Later I learned to fly, and my first knuckle down job was on the footplate of diesel-electric locomotives driving for the New Zealand Railways Corporation in the early 1980s.
It took some doing, mind. During the interview process an endless parade of young men - many in white freezing worker's gumboots - arrived after me, yet entered the interview room before me. I was saved 'til last.
Three older men peered down at me from atop a raised desk and asked a cascade of inappropriate questions.
Why on earth would you want to drive trains? Are you aware you'll have to work alone with men at night? Are you afraid of the dark? How do you think the wives would feel about you working in close confinement with their husbands?
I wanted to shout "they've no idea how safe their husbands would be", but didn't.
Effectively, this line of enquiry only made me more determined to be offered a job.
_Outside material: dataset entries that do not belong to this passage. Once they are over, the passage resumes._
//! Standard security handler through the document API.

mod common;

use common::encrypted_pdf;
use pdf_engine::encryption::Permissions;
use pdf_engine::{Document, Error, MemorySource, Object, ObjectRef, SaveOptions};

const SECRET: &[u8] = b"attack at dawn";
const SECRET_REF: ObjectRef = ObjectRef { id: 4, gen: 0 };

fn secret(doc: &Document) -> Vec<u8> {
    match doc.get_object(SECRET_REF) {
        Object::Dictionary(d) => d.get("Secret").and_then(Object::as_string).map(<[u8]>::to_vec).unwrap(),
        other => panic!("object 4 is {:?}", other),
    }
}

fn open(password: Option<&[u8]>) -> Document {
    let bytes = encrypted_pdf(b"user", b"owner", SECRET);
    Document::open(MemorySource::new(bytes), password).unwrap()
}

// ============================================================================
// Authentication
// ============================================================================

#[test]
fn test_user_password_decrypts_strings() {
    let doc = open(Some(b"user"));
    assert!(doc.is_encrypted());
    assert!(doc.is_authenticated());
    assert_eq!(secret(&doc), SECRET);
}

#[test]
fn test_owner_password_decrypts_strings() {
    let doc = open(Some(b"owner"));
    assert!(doc.is_authenticated());
    assert_eq!(secret(&doc), SECRET);
}

#[test]
fn test_wrong_password_leaves_payloads_opaque() {
    let doc = open(Some(b"guess"));
    assert!(doc.is_encrypted());
    assert!(!doc.is_authenticated());
    assert_ne!(secret(&doc), SECRET);

    // Structure stays navigable
    assert_eq!(doc.page_count().unwrap(), 1);
    assert_eq!(doc.get_page(0).unwrap().media_box.x1, 100.0);
}

#[test]
fn test_later_authentication() {
    let doc = open(None);
    assert!(!doc.is_authenticated());
    assert!(!doc.authenticate(b"nope"));
    assert!(doc.authenticate(b"user"));
    assert!(doc.is_authenticated());
    assert_eq!(secret(&doc), SECRET);
}

#[test]
fn test_empty_user_password_opens_without_prompt() {
    let bytes = encrypted_pdf(b"", b"owner", SECRET);
    let doc = Document::open(MemorySource::new(bytes), None).unwrap();
    assert!(doc.is_encrypted());
    assert!(doc.is_authenticated());
    assert_eq!(secret(&doc), SECRET);
}

#[test]
fn test_permissions_from_p() {
    let doc = open(Some(b"user"));
    let p = doc.permissions();
    assert!(p.contains(Permissions::PRINT));
    assert!(!Document::new().permissions().is_empty());
}

// ============================================================================
// Probing
// ============================================================================

#[test]
fn test_probe_encrypted() {
    let mut encrypted = MemorySource::new(encrypted_pdf(b"user", b"owner", SECRET));
    assert!(Document::probe_encrypted(&mut encrypted).unwrap());

    let mut plain = MemorySource::new(common::simple_pdf(1));
    assert!(!Document::probe_encrypted(&mut plain).unwrap());
}

#[test]
fn test_is_encrypted_file() {
    let dir = tempfile::tempdir().unwrap();
    let path = dir.path().join("locked.pdf");
    std::fs::write(&path, encrypted_pdf(b"user", b"owner", SECRET)).unwrap();
    assert!(Document::is_encrypted_file(&path).unwrap());
}

// ============================================================================
// Saving
// ============================================================================

#[test]
fn test_save_requires_authentication() {
    let doc = open(Some(b"wrong"));
    let mut out = Vec::new();
    let err = doc.save(&mut out, &SaveOptions::default()).unwrap_err();
    assert!(matches!(err, Error::AuthenticationFailure));
}

#[test]
fn test_authenticated_save_writes_plaintext() {
    let doc = open(Some(b"user"));
    let mut out = Vec::new();
    doc.save(&mut out, &SaveOptions::default()).unwrap();

    let text = String::from_utf8_lossy(&out);
    assert!(!text.contains("/Encrypt"));
    assert!(text.contains("(attack at dawn)"));

    let reopened = Document::open(MemorySource::new(out), None).unwrap();
    assert!(!reopened.is_encrypted());
    assert_eq!(secret(&reopened), SECRET);
}
//! RunLengthDecode.
//!
//! - Length byte 0-127: copy the next N+1 bytes literally
//! - Length byte 128: end of data
//! - Length byte 129-255: repeat the next byte 257-N times

use crate::decoders::StreamDecoder;
use crate::error::{Error, Result};

/// RunLengthDecode filter.
pub struct RunLengthDecoder;

impl StreamDecoder for RunLengthDecoder {
    fn decode(&self, input: &[u8]) -> Result<Vec<u8>> {
        let mut output = Vec::new();
        let mut i = 0;

        while i < input.len() {
            let length = input[i];
            i += 1;

            match length {
                0..=127 => {
                    let count = length as usize + 1;
                    if i + count > input.len() {
                        return Err(Error::filter(
                            self.name(),
                            format!("literal run needs {} bytes, {} left", count, input.len() - i),
                        ));
                    }
                    output.extend_from_slice(&input[i..i + count]);
                    i += count;
                },
                128 => break,
                129..=255 => {
                    let count = 257 - length as usize;
                    let byte = *input
                        .get(i)
                        .ok_or_else(|| Error::filter(self.name(), "missing byte for repeat run"))?;
                    i += 1;
                    output.resize(output.len() + count, byte);
                },
            }
        }

        Ok(output)
    }

    fn name(&self) -> &str {
        "RunLengthDecode"
    }
}

/// Run-length encode, ending with the 128 terminator.
///
/// Runs of three or more equal bytes become repeat runs; everything else is
/// gathered into literal runs of at most 128 bytes.
pub fn encode_run_length(data: &[u8]) -> Vec<u8> {
    let mut out = Vec::with_capacity(data.len() + data.len() / 128 + 2);
    let mut literal: Vec<u8> = Vec::with_capacity(128);
    let mut i = 0;

    let flush = |literal: &mut Vec<u8>, out: &mut Vec<u8>| {
        if !literal.is_empty() {
            out.push((literal.len() - 1) as u8);
            out.extend_from_slice(literal);
            literal.clear();
        }
    };

    while i < data.len() {
        let byte = data[i];
        let run = data[i..].iter().take(128).take_while(|&&b| b == byte).count();

        if run >= 3 {
            flush(&mut literal, &mut out);
            out.push((257 - run) as u8);
            out.push(byte);
            i += run;
        } else {
            literal.push(byte);
            if literal.len() == 128 {
                flush(&mut literal, &mut out);
            }
            i += 1;
        }
    }

    flush(&mut literal, &mut out);
    out.push(128);
    out
}

#[cfg(test)]
mod tests {
    use super::*;

    #[test]
    fn test_decode_literal() {
        let input = vec![4, b'H', b'e', b'l', b'l', b'o'];
        assert_eq!(RunLengthDecoder.decode(&input).unwrap(), b"Hello");
    }

    #[test]
    fn test_decode_repeat() {
        // 257 - 253 = 4 copies
        assert_eq!(RunLengthDecoder.decode(&[253, b'A', 128]).unwrap(), b"AAAA");
    }

    #[test]
    fn test_decode_stops_at_eod() {
        assert_eq!(RunLengthDecoder.decode(&[0, b'X', 128, 0, b'Y']).unwrap(), b"X");
    }

    #[test]
    fn test_decode_truncated() {
        assert!(RunLengthDecoder.decode(&[5, b'a']).is_err());
        assert!(RunLengthDecoder.decode(&[200]).is_err());
    }

    #[test]
    fn test_encode_mixed() {
        let data = b"abcccccccd";
        let encoded = encode_run_length(data);
        assert_eq!(encoded, vec![1, b'a', b'b', 250, b'c', 0, b'd', 128]);
        assert_eq!(RunLengthDecoder.decode(&encoded).unwrap(), data);
    }

    #[test]
    fn test_encode_long_runs_split() {
        let data = vec![7u8; 300];
        let encoded = encode_run_length(&data);
        assert_eq!(RunLengthDecoder.decode(&encoded).unwrap(), data);

        let literal: Vec<u8> = (0..300u32).map(|i| (i % 251) as u8).collect();
        let encoded = encode_run_length(&literal);
        assert_eq!(RunLengthDecoder.decode(&encoded).unwrap(), literal);
    }

    #[test]
    fn test_encode_empty() {
        assert_eq!(encode_run_length(b""), vec![128]);
        assert!(RunLengthDecoder.decode(&[128]).unwrap().is_empty());
    }
}
//! Print a JSON summary of a PDF file.
//!
//! Usage: `pdf_inspect <file.pdf> [--password <password>]`
//!
//! Set `RUST_LOG=debug` to see recovery and decoding diagnostics.

use pdf_engine::{Document, FileSource, OpenOptions};
use pdf_engine::resources::FontRegistry;
use serde::Serialize;
use std::path::PathBuf;

/// One page of the summary
#[derive(Debug, Clone, Serialize)]
struct PageSummary {
    index: usize,
    object: String,
    media_box: [f32; 4],
    crop_box: [f32; 4],
    rotate: i32,
}

/// Whole-file summary
#[derive(Debug, Clone, Serialize)]
struct FileSummary {
    file: String,
    file_size: u64,
    version: String,
    encrypted: bool,
    authenticated: bool,
    permissions: Option<u32>,
    object_count: usize,
    page_count: usize,
    pages: Vec<PageSummary>,
    page_errors: Vec<String>,
}

struct Args {
    path: PathBuf,
    password: Option<String>,
}

impl Args {
    fn from_env() -> Result<Self, String> {
        let mut path = None;
        let mut password = None;
        let mut args = std::env::args().skip(1);
        while let Some(arg) = args.next() {
            match arg.as_str() {
                "--password" | "-p" => {
                    password = Some(args.next().ok_or("--password needs a value")?);
                },
                "--help" | "-h" => return Err(String::new()),
                _ if path.is_none() => path = Some(PathBuf::from(arg)),
                _ => return Err(format!("unexpected argument: {}", arg)),
            }
        }
        Ok(Self {
            path: path.ok_or("missing input file")?,
            password,
        })
    }
}

fn inspect(args: &Args) -> pdf_engine::Result<FileSummary> {
    let file_size = std::fs::metadata(&args.path)?.len();
    let source = FileSource::open(&args.path)?;
    let doc = Document::open_with(
        Box::new(source),
        args.password.as_deref().map(str::as_bytes),
        OpenOptions::default(),
        FontRegistry::new(),
    )?;

    let (major, minor) = doc.version();
    let page_count = doc.page_count()?;
    let mut pages = Vec::with_capacity(page_count);
    let mut page_errors = Vec::new();
    for index in 0..page_count {
        match doc.get_page(index) {
            Ok(page) => pages.push(PageSummary {
                index,
                object: page.reference.to_string(),
                media_box: [page.media_box.x0, page.media_box.y0, page.media_box.x1, page.media_box.y1],
                crop_box: [page.crop_box.x0, page.crop_box.y0, page.crop_box.x1, page.crop_box.y1],
                rotate: page.rotate,
            }),
            Err(e) => {
                log::warn!("Page {} could not be read: {}", index, e);
                page_errors.push(format!("page {}: {}", index, e));
            },
        }
    }

    let encrypted = doc.is_encrypted();
    Ok(FileSummary {
        file: args.path.display().to_string(),
        file_size,
        version: format!("{}.{}", major, minor),
        encrypted,
        authenticated: doc.is_authenticated(),
        permissions: encrypted.then(|| doc.permissions().bits()),
        object_count: doc.object_count(),
        page_count,
        pages,
        page_errors,
    })
}

fn main() {
    env_logger::init();

    let args = match Args::from_env() {
        Ok(args) => args,
        Err(message) => {
            if !message.is_empty() {
                eprintln!("Error: {}", message);
            }
            eprintln!("Usage: pdf_inspect <file.pdf> [--password <password>]");
            std::process::exit(2);
        },
    };

    match inspect(&args).map(|summary| serde_json::to_string_pretty(&summary)) {
        Ok(Ok(json)) => println!("{}", json),
        Ok(Err(e)) => {
            eprintln!("Failed to serialize summary: {}", e);
            std::process::exit(1);
        },
        Err(e) => {
            eprintln!("Failed to inspect {}: {}", args.path.display(), e);
            std::process::exit(1);
        },
    }
}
They asked me to attend a nearby railway yard to see if I was capable of lifting a heavy universal coupling joint up from the ground to the back of the locomotive, and fitting it in place. It was weighty and awkward, but I gritted my teeth and did it.
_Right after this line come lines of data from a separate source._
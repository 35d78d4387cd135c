//! Age-based expiring cache.
//!
//! Entries are evicted once they are older than the configured time-to-live,
//! regardless of how often they are read. Size is not bounded; callers use
//! the TTL (and explicit `remove`) to keep memory in check.

use std::collections::HashMap;
use std::hash::Hash;
use std::time::{Duration, Instant};

/// Map whose entries expire a fixed time after insertion.
#[derive(Debug)]
pub struct ExpiringCache<K, V> {
    entries: HashMap<K, (Instant, V)>,
    ttl: Duration,
}

impl<K: Eq + Hash + Clone, V: Clone> ExpiringCache<K, V> {
    /// Create a cache; a zero TTL disables caching.
    pub fn new(ttl: Duration) -> Self {
        Self {
            entries: HashMap::new(),
            ttl,
        }
    }

    /// Time-to-live for new and existing entries.
    pub fn ttl(&self) -> Duration {
        self.ttl
    }

    /// Fetch a live entry, dropping it if it has expired.
    pub fn get(&mut self, key: &K) -> Option<V> {
        let expired = match self.entries.get(key) {
            Some((inserted, value)) if inserted.elapsed() < self.ttl => return Some(value.clone()),
            Some(_) => true,
            None => false,
        };
        if expired {
            self.entries.remove(key);
        }
        None
    }

    /// Insert or refresh an entry.
    pub fn insert(&mut self, key: K, value: V) {
        if self.ttl.is_zero() {
            return;
        }
        self.entries.insert(key, (Instant::now(), value));
    }

    /// Remove an entry.
    pub fn remove(&mut self, key: &K) -> Option<V> {
        self.entries.remove(key).map(|(_, v)| v)
    }

    /// Drop every expired entry; returns how many were dropped.
    pub fn purge_expired(&mut self) -> usize {
        let before = self.entries.len();
        let ttl = self.ttl;
        self.entries.retain(|_, (inserted, _)| inserted.elapsed() < ttl);
        before - self.entries.len()
    }

    /// Number of stored entries, expired or not.
    pub fn len(&self) -> usize {
        self.entries.len()
    }

    /// True when nothing is stored.
    pub fn is_empty(&self) -> bool {
        self.entries.is_empty()
    }

    /// Drop everything.
    pub fn clear(&mut self) {
        self.entries.clear();
    }
}
//! Drawing surface abstraction.
//!
//! The interpreter never rasterizes anything itself. It builds paths in user
//! space and hands them to a [`Device`] together with the transform into
//! device space and the pen or brush to use. [`RecordingDevice`] keeps every
//! call in device space, which is what the tests and the inspection binary
//! look at.

use std::sync::Arc;

use crate::content::operators::FillRule;
use crate::geometry::{Matrix, Point, Rect};
use crate::resources::{Gradient, ImageData};

/// One path segment.
#[derive(Debug, Clone, Copy, PartialEq)]
pub enum PathSegment {
    /// Start a subpath
    MoveTo(Point),
    /// Straight line
    LineTo(Point),
    /// Cubic Bézier with two control points
    CurveTo(Point, Point, Point),
    /// Close the current subpath
    Close,
}

/// A path under construction or ready to paint.
#[derive(Debug, Clone, PartialEq, Default)]
pub struct Path {
    segments: Vec<PathSegment>,
    current: Option<Point>,
    start: Option<Point>,
}

impl Path {
    /// Empty path.
    pub fn new() -> Self {
        Self::default()
    }

    /// Segments in order.
    pub fn segments(&self) -> &[PathSegment] {
        &self.segments
    }

    /// True when nothing has been added.
    pub fn is_empty(&self) -> bool {
        self.segments.is_empty()
    }

    /// Current point, if a subpath is open.
    pub fn current_point(&self) -> Option<Point> {
        self.current
    }

    /// Number of subpaths.
    pub fn subpath_count(&self) -> usize {
        self.segments
            .iter()
            .filter(|s| matches!(s, PathSegment::MoveTo(_)))
            .count()
    }

    /// `m`
    pub fn move_to(&mut self, p: Point) {
        self.segments.push(PathSegment::MoveTo(p));
        self.current = Some(p);
        self.start = Some(p);
    }

    /// `l`; without a current point this starts a subpath instead.
    pub fn line_to(&mut self, p: Point) {
        if self.current.is_none() {
            log::debug!("lineto without a current point");
            self.move_to(p);
            return;
        }
        self.segments.push(PathSegment::LineTo(p));
        self.current = Some(p);
    }

    /// `c`
    pub fn curve_to(&mut self, c1: Point, c2: Point, end: Point) {
        if self.current.is_none() {
            self.move_to(c1);
        }
        self.segments.push(PathSegment::CurveTo(c1, c2, end));
        self.current = Some(end);
    }

    /// `v`: first control point is the current point.
    pub fn curve_to_v(&mut self, c2: Point, end: Point) {
        let c1 = self.current.unwrap_or(c2);
        self.curve_to(c1, c2, end);
    }

    /// `y`: second control point is the end point.
    pub fn curve_to_y(&mut self, c1: Point, end: Point) {
        self.curve_to(c1, end, end);
    }

    /// `h`
    pub fn close(&mut self) {
        if self.current.is_some() {
            self.segments.push(PathSegment::Close);
            self.current = self.start;
        }
    }

    /// `re`: a closed subpath of four corners.
    pub fn rect(&mut self, x: f32, y: f32, width: f32, height: f32) {
        self.move_to(Point::new(x, y));
        self.line_to(Point::new(x + width, y));
        self.line_to(Point::new(x + width, y + height));
        self.line_to(Point::new(x, y + height));
        self.close();
    }

    /// Bounding box of every point, control points included.
    pub fn bounds(&self) -> Option<Rect> {
        let mut points = self.segments.iter().flat_map(|s| match *s {
            PathSegment::MoveTo(p) | PathSegment::LineTo(p) => vec![p],
            PathSegment::CurveTo(a, b, c) => vec![a, b, c],
            PathSegment::Close => vec![],
        });
        let first = points.next()?;
        let mut r = Rect::new(first.x, first.y, first.x, first.y);
        for p in points {
            r = Rect::new(r.x0.min(p.x), r.y0.min(p.y), r.x1.max(p.x), r.y1.max(p.y));
        }
        Some(r)
    }

    /// Copy with every point mapped through `m`.
    pub fn transform(&self, m: &Matrix) -> Path {
        let map = |p: Point| m.transform_point(p.x, p.y);
        Path {
            segments: self
                .segments
                .iter()
                .map(|s| match *s {
                    PathSegment::MoveTo(p) => PathSegment::MoveTo(map(p)),
                    PathSegment::LineTo(p) => PathSegment::LineTo(map(p)),
                    PathSegment::CurveTo(a, b, c) => PathSegment::CurveTo(map(a), map(b), map(c)),
                    PathSegment::Close => PathSegment::Close,
                })
                .collect(),
            current: self.current.map(map),
            start: self.start.map(map),
        }
    }
}

/// What a brush paints with.
#[derive(Debug, Clone, PartialEq)]
pub enum Paint {
    /// Flat color
    Solid([u8; 3]),
    /// Gradient, with the matrix from shading space to user space
    Gradient(Arc<Gradient>, Matrix),
}

/// Fill descriptor.
#[derive(Debug, Clone, PartialEq)]
pub struct Brush {
    /// Color or gradient
    pub paint: Paint,
    /// Constant opacity (`ca`)
    pub alpha: f32,
}

impl Brush {
    /// Solid RGB color, if this is a flat brush.
    pub fn solid_color(&self) -> Option<[u8; 3]> {
        match self.paint {
            Paint::Solid(rgb) => Some(rgb),
            Paint::Gradient(..) => None,
        }
    }
}

/// Stroke descriptor.
#[derive(Debug, Clone, PartialEq)]
pub struct Pen {
    /// Stroke color
    pub color: [u8; 3],
    /// Constant opacity (`CA`)
    pub alpha: f32,
    /// Width in user space
    pub width: f32,
    /// 0 butt, 1 round, 2 square
    pub cap: u8,
    /// 0 miter, 1 round, 2 bevel
    pub join: u8,
    /// Miter limit
    pub miter_limit: f32,
    /// Dash lengths, empty for solid
    pub dash: Vec<f32>,
    /// Dash phase
    pub dash_phase: f32,
}

/// A glyph to draw: the surface owns outlines and rasterization.
#[derive(Debug, Clone, PartialEq)]
pub struct Glyph {
    /// `/BaseFont` of the font in use
    pub font: String,
    /// Character code from the string operand
    pub code: u32,
    /// Horizontal advance in text space
    pub advance: f32,
}

/// Drawing surface driven by the content interpreter.
///
/// Transforms map user space (or glyph/image space) to device space. Clips
/// are pushed and popped in a strict stack order that mirrors `q`/`Q`.
pub trait Device {
    /// Fill `path` with `brush`.
    fn fill_path(&mut self, path: &Path, transform: &Matrix, brush: &Brush, rule: FillRule);

    /// Stroke `path` with `pen`.
    fn stroke_path(&mut self, path: &Path, transform: &Matrix, pen: &Pen);

    /// Intersect the clip region with `path`.
    fn push_clip(&mut self, path: &Path, transform: &Matrix, rule: FillRule);

    /// Undo the most recent [`Device::push_clip`].
    fn pop_clip(&mut self);

    /// Draw `image` into the unit square mapped by `transform`.
    fn draw_image(&mut self, image: &ImageData, transform: &Matrix);

    /// Fill a glyph; `transform` is the text rendering matrix.
    fn draw_glyph(&mut self, glyph: &Glyph, transform: &Matrix, brush: &Brush);

    /// Paint `gradient` over the whole clip region.
    fn paint_shading(&mut self, gradient: &Gradient, transform: &Matrix);
}

/// A call captured by [`RecordingDevice`], in device space.
#[derive(Debug, Clone, PartialEq)]
pub enum DrawCommand {
    /// `fill_path`
    Fill {
        /// Path in device space
        path: Path,
        /// Brush used
        brush: Brush,
        /// Winding rule
        rule: FillRule,
    },
    /// `stroke_path`
    Stroke {
        /// Path in device space
        path: Path,
        /// Pen used
        pen: Pen,
    },
    /// `push_clip`
    PushClip {
        /// Clip bounds in device space
        bounds: Option<Rect>,
    },
    /// `pop_clip`
    PopClip,
    /// `draw_image`
    Image {
        /// Pixel width
        width: u32,
        /// Pixel height
        height: u32,
        /// Where the unit square lands
        bounds: Rect,
    },
    /// `draw_glyph`
    Glyph {
        /// Glyph drawn
        glyph: Glyph,
        /// Glyph origin in device space
        origin: Point,
    },
    /// `paint_shading`
    Shading {
        /// Number of gradient stops
        stops: usize,
        /// Shading-to-device transform
        transform: Matrix,
    },
}

/// Device that records every call.
#[derive(Debug, Clone, Default)]
pub struct RecordingDevice {
    /// Calls in order
    pub commands: Vec<DrawCommand>,
}

impl RecordingDevice {
    /// Empty recorder.
    pub fn new() -> Self {
        Self::default()
    }

    /// Only the fill commands.
    pub fn fills(&self) -> Vec<&DrawCommand> {
        self.commands
            .iter()
            .filter(|c| matches!(c, DrawCommand::Fill { .. }))
            .collect()
    }

    /// Current clip nesting.
    pub fn clip_depth(&self) -> usize {
        self.commands.iter().fold(0usize, |depth, c| match c {
            DrawCommand::PushClip { .. } => depth + 1,
            DrawCommand::PopClip => depth.saturating_sub(1),
            _ => depth,
        })
    }
}

impl Device for RecordingDevice {
    fn fill_path(&mut self, path: &Path, transform: &Matrix, brush: &Brush, rule: FillRule) {
        self.commands.push(DrawCommand::Fill {
            path: path.transform(transform),
            brush: brush.clone(),
            rule,
        });
    }

    fn stroke_path(&mut self, path: &Path, transform: &Matrix, pen: &Pen) {
        self.commands.push(DrawCommand::Stroke {
            path: path.transform(transform),
            pen: pen.clone(),
        });
    }

    fn push_clip(&mut self, path: &Path, transform: &Matrix, _rule: FillRule) {
        self.commands.push(DrawCommand::PushClip {
            bounds: path.transform(transform).bounds(),
        });
    }

    fn pop_clip(&mut self) {
        self.commands.push(DrawCommand::PopClip);
    }

    fn draw_image(&mut self, image: &ImageData, transform: &Matrix) {
        self.commands.push(DrawCommand::Image {
            width: image.width,
            height: image.height,
            bounds: transform.transform_rect(&Rect::new(0.0, 0.0, 1.0, 1.0)),
        });
    }

    fn draw_glyph(&mut self, glyph: &Glyph, transform: &Matrix, _brush: &Brush) {
        self.commands.push(DrawCommand::Glyph {
            glyph: glyph.clone(),
            origin: transform.transform_point(0.0, 0.0),
        });
    }

    fn paint_shading(&mut self, gradient: &Gradient, transform: &Matrix) {
        self.commands.push(DrawCommand::Shading {
            stops: gradient.stops.len(),
            transform: *transform,
        });
    }
}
I found out later that the male applicants were never asked to do the same task, and some of them looked decidedly scrawnier than me. I can also report that during my six years on the rails, I never once had to replicate it. It was a job the shunters took care of.
Attending 13 weeks at 'loco school', along with a dozen or so blokes, was a steep learning curve. At the end, everyone was offered a placement in their home rail depot. Except me.
The reasoning offered was this. They'd never had a woman on the footplate so I needed to be under 'supervision'. Plus, there was no female toilet at the Eastown depot in Wanganui. Apparently, I was off to Wellington.
Except that a tiny bit of detective work revealed that 'supervision' was only ever required for locomotive staff who'd failed an exam or run a red light. The toilet thing? Well, I said I'd use the bushes if I had to. Nope, Wellington it was.
Until I rang the newly-formed Human Rights Commission for advice. Suddenly I was off to Wanganui, where a female toilet would be built. Just for me. Oh, joy. The irony is that the need to pee mostly occurred in the back of beyond while mid-journey.
What also came along with me to Wanganui was a convenient narrative about my stirring things up. They said I'd demanded to work from my home depot. They said I'd demanded a toilet.
My first week on the job saw a gaggle of train drivers' wives talked out of stopping a train, and thereby holding all rail traffic up, on the Aramoho bridge. By all accounts, they'd made placards and were planning a protest.
They were talked out of it by their more pragmatic husbands, who'd been given the hard word from on high. You don't mess with train scheduling. At least, in those days you didn't.
Days turned into weeks, weeks into months, months into years. One driver never spoke to me. Ever. Not a word. I had to do a shift with him once. I verbally called out the signals, he did not repeat them back. I told him what I thought of him. Silence.
The others were better, which didn't take much. Some were even friendly. My usual driving mate was awesome. It was mostly a good experience.
After 18 months, I chose to transfer to Christchurch for a year to gain experience on express goods trains, before finally ending up in Palmerston North where I upskilled on the gleaming new electrification system.
This is the Reader's Digest Condensed version, obviously. Like a decent five-day cricket test, there are endless stories within stories. I'll write about them one day.
Everything was copy, and I had pay equity. And I got to blow the horn.